The court said discrepancies between a person’s lived gender identity and official identity documents can create practical difficulties during identity checks, travel, and professional activities, undermining the right to respect for private life under Article 7 of the Charter of Fundamental Rights of the European Union and the right to freedom of movement under Article 21 of the Treaty on the Functioning of the European Union.
The case concerned a Bulgarian national identified under the pseudonym “Shipova,” who moved to Italy and underwent social and medical gender transition before requesting that Bulgarian authorities update her birth certificate. Officials in Bulgaria denied the request, citing national legal interpretations that define sex strictly on biological grounds. The dispute was referred to the EU’s highest court to determine whether such a refusal conflicted with EU law after the Bulgarian Supreme Court of Cassation rejected the possibility of legal gender reassignment for transgender people.
The court has previously addressed transgender rights in EU law. In the 1996 decision P v S and Cornwall County Council, the court ruled that discrimination arising from gender reassignment constitutes discrimination based on sex under EU equality law. The decision addresses tensions between EU rights and domestic laws in some member states where legal gender recognition remains restricted.
Bulgaria’s Supreme Court ruled in 2023 that national law does not permit legal gender changes. The CJEU noted that national courts must ensure that domestic rules do not prevent the effective application of EU law. The ruling follows a similar judgment issued by the CJEU in 2024 involving Romania, in which the court determined that authorities violated EU law by refusing to recognize a transgender man’s legal transition carried out in the United Kingdom. In the current case, the CJEU emphasized that national courts must set aside interpretations of domestic law that conflict with binding EU legal principles.
Earlier this month, Advocate General Richard de la Tour issued a non-binding opinion advising the court that national authorities should not refuse recognition of gender identity where such refusal interferes with the exercise of EU free movement rights.

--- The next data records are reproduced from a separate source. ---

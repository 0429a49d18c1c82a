//! Deterministic fallback — a complete dashboard UI built from keyword heuristics.
//! No network access; the same prompt always yields the same output.

use serde::Serialize;

const STAT_KEYWORDS: [&str; 5] = ["kpi", "metric", "stats", "revenue", "users"];
const CHART_KEYWORDS: [&str; 4] = ["chart", "graph", "growth", "analytics"];

#[derive(Debug, Clone, PartialEq, Serialize)]
pub struct Stat {
    pub label: &'static str,
    pub value: &'static str,
}

#[derive(Debug, Clone, PartialEq, Serialize)]
#[serde(tag = "type")]
pub enum DashboardComponent {
    Hero {
        title: &'static str,
        subtitle: &'static str,
    },
    StatCards {
        items: Vec<Stat>,
    },
    Chart {
        #[serde(rename = "chartType")]
        chart_type: &'static str,
        title: &'static str,
    },
    Placeholder {
        message: &'static str,
    },
}

#[derive(Debug, Clone, PartialEq, Serialize)]
pub struct DashboardUi {
    pub layout: &'static str,
    pub components: Vec<DashboardComponent>,
}

fn mentions_any(prompt: &str, keywords: &[&str]) -> bool {
    keywords.iter().any(|k| prompt.contains(k))
}

/// Builds the fallback UI. Hero always comes first, then StatCards, then Chart,
/// regardless of where the keywords sit in the prompt.
pub fn deterministic_fallback(prompt: &str) -> DashboardUi {
    let p = prompt.to_lowercase();
    let mut components = vec![DashboardComponent::Hero {
        title: "Analytics Dashboard",
        subtitle: "High-level business insights",
    }];

    if mentions_any(&p, &STAT_KEYWORDS) {
        components.push(DashboardComponent::StatCards {
            items: vec![
                Stat { label: "Revenue", value: "$124k" },
                Stat { label: "Users", value: "8.4k" },
                Stat { label: "Growth", value: "+12%" },
            ],
        });
    }

    if mentions_any(&p, &CHART_KEYWORDS) {
        components.push(DashboardComponent::Chart {
            chart_type: "line",
            title: "Monthly Growth",
        });
    }

    // Unreachable while Hero is seeded first; keeps the non-empty guarantee if assembly changes.
    if components.is_empty() {
        components.push(DashboardComponent::Placeholder {
            message: "Default dashboard layout",
        });
    }

    DashboardUi {
        layout: "dashboard",
        components,
    }
}

#[cfg(test)]
mod tests {
    use serde_json::json;

    use super::*;

    fn type_tags(ui: &DashboardUi) -> Vec<String> {
        let value = serde_json::to_value(ui).unwrap();
        value["components"]
            .as_array()
            .unwrap()
            .iter()
            .map(|c| c["type"].as_str().unwrap().to_string())
            .collect()
    }

    #[test]
    fn test_revenue_and_growth_analytics_yields_all_three() {
        let ui = deterministic_fallback("Show me revenue and growth analytics");
        assert_eq!(type_tags(&ui), vec!["Hero", "StatCards", "Chart"]);
    }

    #[test]
    fn test_empty_prompt_yields_hero_only() {
        let ui = deterministic_fallback("");
        assert_eq!(type_tags(&ui), vec!["Hero"]);
        assert_eq!(ui.layout, "dashboard");
    }

    #[test]
    fn test_keyword_order_does_not_change_component_order() {
        let ui = deterministic_fallback("a chart first, then KPI tiles");
        assert_eq!(type_tags(&ui), vec!["Hero", "StatCards", "Chart"]);
    }

    #[test]
    fn test_matching_is_case_insensitive() {
        assert_eq!(type_tags(&deterministic_fallback("USERS")), vec!["Hero", "StatCards"]);
        assert_eq!(type_tags(&deterministic_fallback("Graph")), vec!["Hero", "Chart"]);
    }

    #[test]
    fn test_hostile_and_non_ascii_prompts_still_produce_hero() {
        for prompt in [
            "\"}]{[\\u0000",
            "ダッシュボード を作って",
            "{\"sections\": []}",
            "\n\t\r",
        ] {
            let ui = deterministic_fallback(prompt);
            assert!(!ui.components.is_empty());
            assert!(matches!(ui.components[0], DashboardComponent::Hero { .. }));
        }
    }

    #[test]
    fn test_fallback_is_deterministic() {
        let prompt = "metrics and charts for my SaaS";
        assert_eq!(deterministic_fallback(prompt), deterministic_fallback(prompt));
    }

    #[test]
    fn test_serialized_shape_matches_contract() {
        let value = serde_json::to_value(deterministic_fallback("revenue chart")).unwrap();
        assert_eq!(
            value,
            json!({
                "layout": "dashboard",
                "components": [
                    {"type": "Hero", "title": "Analytics Dashboard", "subtitle": "High-level business insights"},
                    {"type": "StatCards", "items": [
                        {"label": "Revenue", "value": "$124k"},
                        {"label": "Users", "value": "8.4k"},
                        {"label": "Growth", "value": "+12%"}
                    ]},
                    {"type": "Chart", "chartType": "line", "title": "Monthly Growth"}
                ]
            })
        );
    }
}
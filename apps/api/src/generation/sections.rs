//! Landing-page sections for the strict chain.
//!
//! Only hero, case studies and CTA cost a model call. Credibility, services and
//! workflow are filled from static content.

use rand::Rng;
use serde::Serialize;
use serde_json::{Map, Value};

use crate::errors::AppError;
use crate::generation::assets::pick_image;
use crate::generation::intent::Intent;
use crate::generation::planner::SectionKind;
use crate::generation::prompts::COPY_PROMPT_TEMPLATE;
use crate::llm_client::prompts::{BRAND_NAME, JSON_ONLY_SYSTEM};
use crate::llm_client::CompletionModel;

/// Model-written copy for one section, e.g. `{"headline": ..., "subtext": ...}`.
pub type CopyBlock = Map<String, Value>;

const CREDIBILITY_STATS: [&str; 3] = [
    "AI-first engineering",
    "Production-grade systems",
    "Trusted expertise",
];

const SERVICE_ITEMS: [&str; 4] = [
    "AI Model Development",
    "Machine Learning Systems",
    "UI/UX Engineering",
    "Custom AI Solutions",
];

const WORKFLOW_STEPS: [&str; 4] = ["Discovery", "Design", "Build", "Deploy"];

#[derive(Debug, Clone, PartialEq, Serialize)]
#[serde(tag = "type", rename_all = "snake_case")]
pub enum Section {
    Hero { content: CopyBlock, image: String },
    Credibility { stats: Vec<String> },
    Services { items: Vec<String> },
    Workflow { steps: Vec<String> },
    CaseStudies { examples: CopyBlock },
    Cta { content: CopyBlock },
}

/// Asks the model for the copy of a single section.
pub async fn generate_copy(
    kind: SectionKind,
    intent: &Intent,
    llm: &dyn CompletionModel,
) -> Result<CopyBlock, AppError> {
    let request = COPY_PROMPT_TEMPLATE
        .replace("{section}", kind.as_str())
        .replace("{brand}", BRAND_NAME)
        .replace("{tone}", &intent.tone)
        .replace("{industry}", &intent.industry);

    match llm.call_json(&request, JSON_ONLY_SYSTEM).await? {
        Value::Object(copy) => Ok(copy),
        other => Err(AppError::Llm(format!(
            "Copy for section '{kind}' was not a JSON object: {}",
            type_name(&other)
        ))),
    }
}

/// Builds one section, calling the model only for kinds that need copy.
pub async fn build_section<R: Rng + Send + ?Sized>(
    kind: SectionKind,
    intent: &Intent,
    llm: &dyn CompletionModel,
    rng: &mut R,
) -> Result<Section, AppError> {
    let section = match kind {
        SectionKind::Hero => {
            let content = generate_copy(kind, intent, llm).await?;
            Section::Hero {
                content,
                image: pick_image(rng).to_string(),
            }
        }
        SectionKind::Credibility => Section::Credibility {
            stats: to_strings(&CREDIBILITY_STATS),
        },
        SectionKind::Services => Section::Services {
            items: to_strings(&SERVICE_ITEMS),
        },
        SectionKind::Workflow => Section::Workflow {
            steps: to_strings(&WORKFLOW_STEPS),
        },
        SectionKind::CaseStudies => Section::CaseStudies {
            examples: generate_copy(kind, intent, llm).await?,
        },
        SectionKind::Cta => Section::Cta {
            content: generate_copy(kind, intent, llm).await?,
        },
    };
    Ok(section)
}

fn to_strings(items: &[&str]) -> Vec<String> {
    items.iter().map(|s| s.to_string()).collect()
}

fn type_name(value: &Value) -> &'static str {
    match value {
        Value::Null => "null",
        Value::Bool(_) => "boolean",
        Value::Number(_) => "number",
        Value::String(_) => "string",
        Value::Array(_) => "array",
        Value::Object(_) => "object",
    }
}

#[cfg(test)]
mod tests {
    use serde_json::json;

    use super::*;

    #[test]
    fn test_section_serializes_with_snake_case_tag() {
        let section = Section::CaseStudies {
            examples: json!({"project_1": "Fraud detection"})
                .as_object()
                .cloned()
                .unwrap(),
        };
        let value = serde_json::to_value(&section).unwrap();
        assert_eq!(value["type"], "case_studies");
        assert_eq!(value["examples"]["project_1"], "Fraud detection");
    }

    #[test]
    fn test_static_sections_have_fixed_content() {
        let value = serde_json::to_value(Section::Workflow {
            steps: to_strings(&WORKFLOW_STEPS),
        })
        .unwrap();
        assert_eq!(value, json!({"type": "workflow", "steps": ["Discovery", "Design", "Build", "Deploy"]}));
    }

    #[test]
    fn test_type_name_covers_scalars() {
        assert_eq!(type_name(&json!("x")), "string");
        assert_eq!(type_name(&json!([1])), "array");
        assert_eq!(type_name(&Value::Null), "null");
    }
}
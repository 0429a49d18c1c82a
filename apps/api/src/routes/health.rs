use axum::{extract::State, Json};
use serde_json::{json, Value};

use crate::state::AppState;

/// GET /health
/// Returns a simple status object with service version and whether the model is wired up.
pub async fn health_handler(State(state): State<AppState>) -> Json<Value> {
    Json(json!({
        "status": "ok",
        "version": env!("CARGO_PKG_VERSION"),
        "service": "kahab-api",
        "model_enabled": state.orchestrator.model_enabled(),
        "model": state.orchestrator.model_name(),
        "default_policy": state.config.default_policy,
    }))
}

Under EU judicial procedure, CJEU rulings are binding on national courts when interpreting EU law. The Bulgarian Supreme Court of Cassation must therefore apply the court’s interpretation when resolving the dispute. The ruling may have broader implications for transgender individuals in several EU countries where legal gender recognition procedures remain restricted or unavailable. National courts across the European Union are required to apply the CJEU’s interpretation of EU law when similar questions arise, potentially influencing how member states reconcile domestic civil status laws with EU fundamental rights protections.